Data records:
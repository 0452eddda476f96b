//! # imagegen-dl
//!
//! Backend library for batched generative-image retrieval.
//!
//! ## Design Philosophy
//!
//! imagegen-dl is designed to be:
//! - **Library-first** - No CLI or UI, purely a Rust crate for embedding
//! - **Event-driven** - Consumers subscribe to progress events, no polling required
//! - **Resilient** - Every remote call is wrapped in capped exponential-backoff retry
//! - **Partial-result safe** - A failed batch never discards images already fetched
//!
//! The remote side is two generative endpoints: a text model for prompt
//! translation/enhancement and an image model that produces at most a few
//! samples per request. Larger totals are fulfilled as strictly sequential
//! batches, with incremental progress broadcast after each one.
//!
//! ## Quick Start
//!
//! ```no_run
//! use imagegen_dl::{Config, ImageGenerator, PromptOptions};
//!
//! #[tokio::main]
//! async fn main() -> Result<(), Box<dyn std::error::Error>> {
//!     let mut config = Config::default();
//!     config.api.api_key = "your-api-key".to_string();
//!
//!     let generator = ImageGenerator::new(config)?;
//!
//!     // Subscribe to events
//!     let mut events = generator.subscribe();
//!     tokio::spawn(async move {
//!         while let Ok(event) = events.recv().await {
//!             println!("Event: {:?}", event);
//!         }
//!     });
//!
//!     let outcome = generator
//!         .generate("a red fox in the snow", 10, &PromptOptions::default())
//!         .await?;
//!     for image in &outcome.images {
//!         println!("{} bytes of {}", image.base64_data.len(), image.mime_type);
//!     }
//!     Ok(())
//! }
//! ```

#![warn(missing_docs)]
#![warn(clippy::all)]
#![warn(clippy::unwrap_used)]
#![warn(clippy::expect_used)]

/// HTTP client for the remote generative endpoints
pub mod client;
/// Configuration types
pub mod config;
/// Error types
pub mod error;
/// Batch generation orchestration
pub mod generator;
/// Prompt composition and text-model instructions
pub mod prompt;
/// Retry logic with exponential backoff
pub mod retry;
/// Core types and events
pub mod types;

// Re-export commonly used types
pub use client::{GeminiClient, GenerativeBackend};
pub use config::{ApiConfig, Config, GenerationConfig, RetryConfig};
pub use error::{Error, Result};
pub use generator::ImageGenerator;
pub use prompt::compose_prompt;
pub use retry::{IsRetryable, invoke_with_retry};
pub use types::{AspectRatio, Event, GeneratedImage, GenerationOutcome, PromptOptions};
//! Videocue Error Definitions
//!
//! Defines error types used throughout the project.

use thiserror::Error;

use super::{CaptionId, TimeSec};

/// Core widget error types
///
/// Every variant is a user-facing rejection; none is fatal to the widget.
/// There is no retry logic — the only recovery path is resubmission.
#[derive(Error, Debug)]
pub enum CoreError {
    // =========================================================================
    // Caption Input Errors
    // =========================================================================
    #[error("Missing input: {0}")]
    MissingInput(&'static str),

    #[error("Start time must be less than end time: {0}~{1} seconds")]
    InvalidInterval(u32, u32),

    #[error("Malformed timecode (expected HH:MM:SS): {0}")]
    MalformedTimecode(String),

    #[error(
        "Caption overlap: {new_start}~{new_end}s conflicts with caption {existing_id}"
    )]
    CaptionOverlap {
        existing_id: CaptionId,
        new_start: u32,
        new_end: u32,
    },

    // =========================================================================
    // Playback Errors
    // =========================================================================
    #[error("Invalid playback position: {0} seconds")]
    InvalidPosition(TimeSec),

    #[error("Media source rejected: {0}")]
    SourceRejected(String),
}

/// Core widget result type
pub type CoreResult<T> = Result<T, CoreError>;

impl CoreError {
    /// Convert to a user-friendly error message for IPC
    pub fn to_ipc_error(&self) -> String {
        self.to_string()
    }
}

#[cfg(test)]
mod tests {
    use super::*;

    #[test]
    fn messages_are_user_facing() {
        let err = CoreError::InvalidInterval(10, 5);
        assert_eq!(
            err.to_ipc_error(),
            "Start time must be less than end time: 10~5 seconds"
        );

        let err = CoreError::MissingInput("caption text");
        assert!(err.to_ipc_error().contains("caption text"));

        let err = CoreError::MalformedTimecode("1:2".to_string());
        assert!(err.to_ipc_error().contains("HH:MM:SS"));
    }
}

**WHAT THIS TASK INVOLVES**:
Would you write out the full set of records above without alteration?

**WRITTEN SOLUTION**:
repository 0452eddda476f96b
//! # imagegen-dl
//!
//! Backend library for batched generative-image retrieval.
//!
//! ## Design Philosophy
//!
//! imagegen-dl is designed to be:
//! - **Library-first** - No CLI or UI, purely a Rust crate for embedding
//! - **Event-driven** - Consumers subscribe to progress events, no polling required
//! - **Resilient** - Every remote call is wrapped in capped exponential-backoff retry
//! - **Partial-result safe** - A failed batch never discards images already fetched
//!
//! The remote side is two generative endpoints: a text model for prompt
//! translation/enhancement and an image model that produces at most a few
//! samples per request. Larger totals are fulfilled as strictly sequential
//! batches, with incremental progress broadcast after each one.
//!
//! ## Quick Start
//!
//! ```no_run
//! use imagegen_dl::{Config, ImageGenerator, PromptOptions};
//!
//! #[tokio::main]
//! async fn main() -> Result<(), Box<dyn std::error::Error>> {
//!     let mut config = Config::default();
//!     config.api.api_key = "your-api-key".to_string();
//!
//!     let generator = ImageGenerator::new(config)?;
//!
//!     // Subscribe to events
//!     let mut events = generator.subscribe();
//!     tokio::spawn(async move {
//!         while let Ok(event) = events.recv().await {
//!             println!("Event: {:?}", event);
//!         }
//!     });
//!
//!     let outcome = generator
//!         .generate("a red fox in the snow", 10, &PromptOptions::default())
//!         .await?;
//!     for image in &outcome.images {
//!         println!("{} bytes of {}", image.base64_data.len(), image.mime_type);
//!     }
//!     Ok(())
//! }
//! ```

#![warn(missing_docs)]
#![warn(clippy::all)]
#![warn(clippy::unwrap_used)]
#![warn(clippy::expect_used)]

/// HTTP client for the remote generative endpoints
pub mod client;
/// Configuration types
pub mod config;
/// Error types
pub mod error;
/// Batch generation orchestration
pub mod generator;
/// Prompt composition and text-model instructions
pub mod prompt;
/// Retry logic with exponential backoff
pub mod retry;
/// Core types and events
pub mod types;

// Re-export commonly used types
pub use client::{GeminiClient, GenerativeBackend};
pub use config::{ApiConfig, Config, GenerationConfig, RetryConfig};
pub use error::{Error, Result};
pub use generator::ImageGenerator;
pub use prompt::compose_prompt;
pub use retry::{IsRetryable, invoke_with_retry};
pub use types::{AspectRatio, Event, GeneratedImage, GenerationOutcome, PromptOptions};
//! Videocue Error Definitions
//!
//! Defines error types used throughout the project.

use thiserror::Error;

use super::{CaptionId, TimeSec};

/// Core widget error types
///
/// Every variant is a user-facing rejection; none is fatal to the widget.
/// There is no retry logic — the only recovery path is resubmission.
#[derive(Error, Debug)]
pub enum CoreError {
    // =========================================================================
    // Caption Input Errors
    // =========================================================================
    #[error("Missing input: {0}")]
    MissingInput(&'static str),

    #[error("Start time must be less than end time: {0}~{1} seconds")]
    InvalidInterval(u32, u32),

    #[error("Malformed timecode (expected HH:MM:SS): {0}")]
    MalformedTimecode(String),

    #[error(
        "Caption overlap: {new_start}~{new_end}s conflicts with caption {existing_id}"
    )]
    CaptionOverlap {
        existing_id: CaptionId,
        new_start: u32,
        new_end: u32,
    },

    // =========================================================================
    // Playback Errors
    // =========================================================================
    #[error("Invalid playback position: {0} seconds")]
    InvalidPosition(TimeSec),

    #[error("Media source rejected: {0}")]
    SourceRejected(String),
}

/// Core widget result type
pub type CoreResult<T> = Result<T, CoreError>;

impl CoreError {
    /// Convert to a user-friendly error message for IPC
    pub fn to_ipc_error(&self) -> String {
        self.to_string()
    }
}

#[cfg(test)]
mod tests {
    use super::*;

    #[test]
    fn messages_are_user_facing() {
        let err = CoreError::InvalidInterval(10, 5);
        assert_eq!(
            err.to_ipc_error(),
            "Start time must be less than end time: 10~5 seconds"
        );

        let err = CoreError::MissingInput("caption text");
        assert!(err.to_ipc_error().contains("caption text"));

        let err = CoreError::MalformedTimecode("1:2".to_string());
        assert!(err.to_ipc_error().contains("HH:MM:SS"));
    }
}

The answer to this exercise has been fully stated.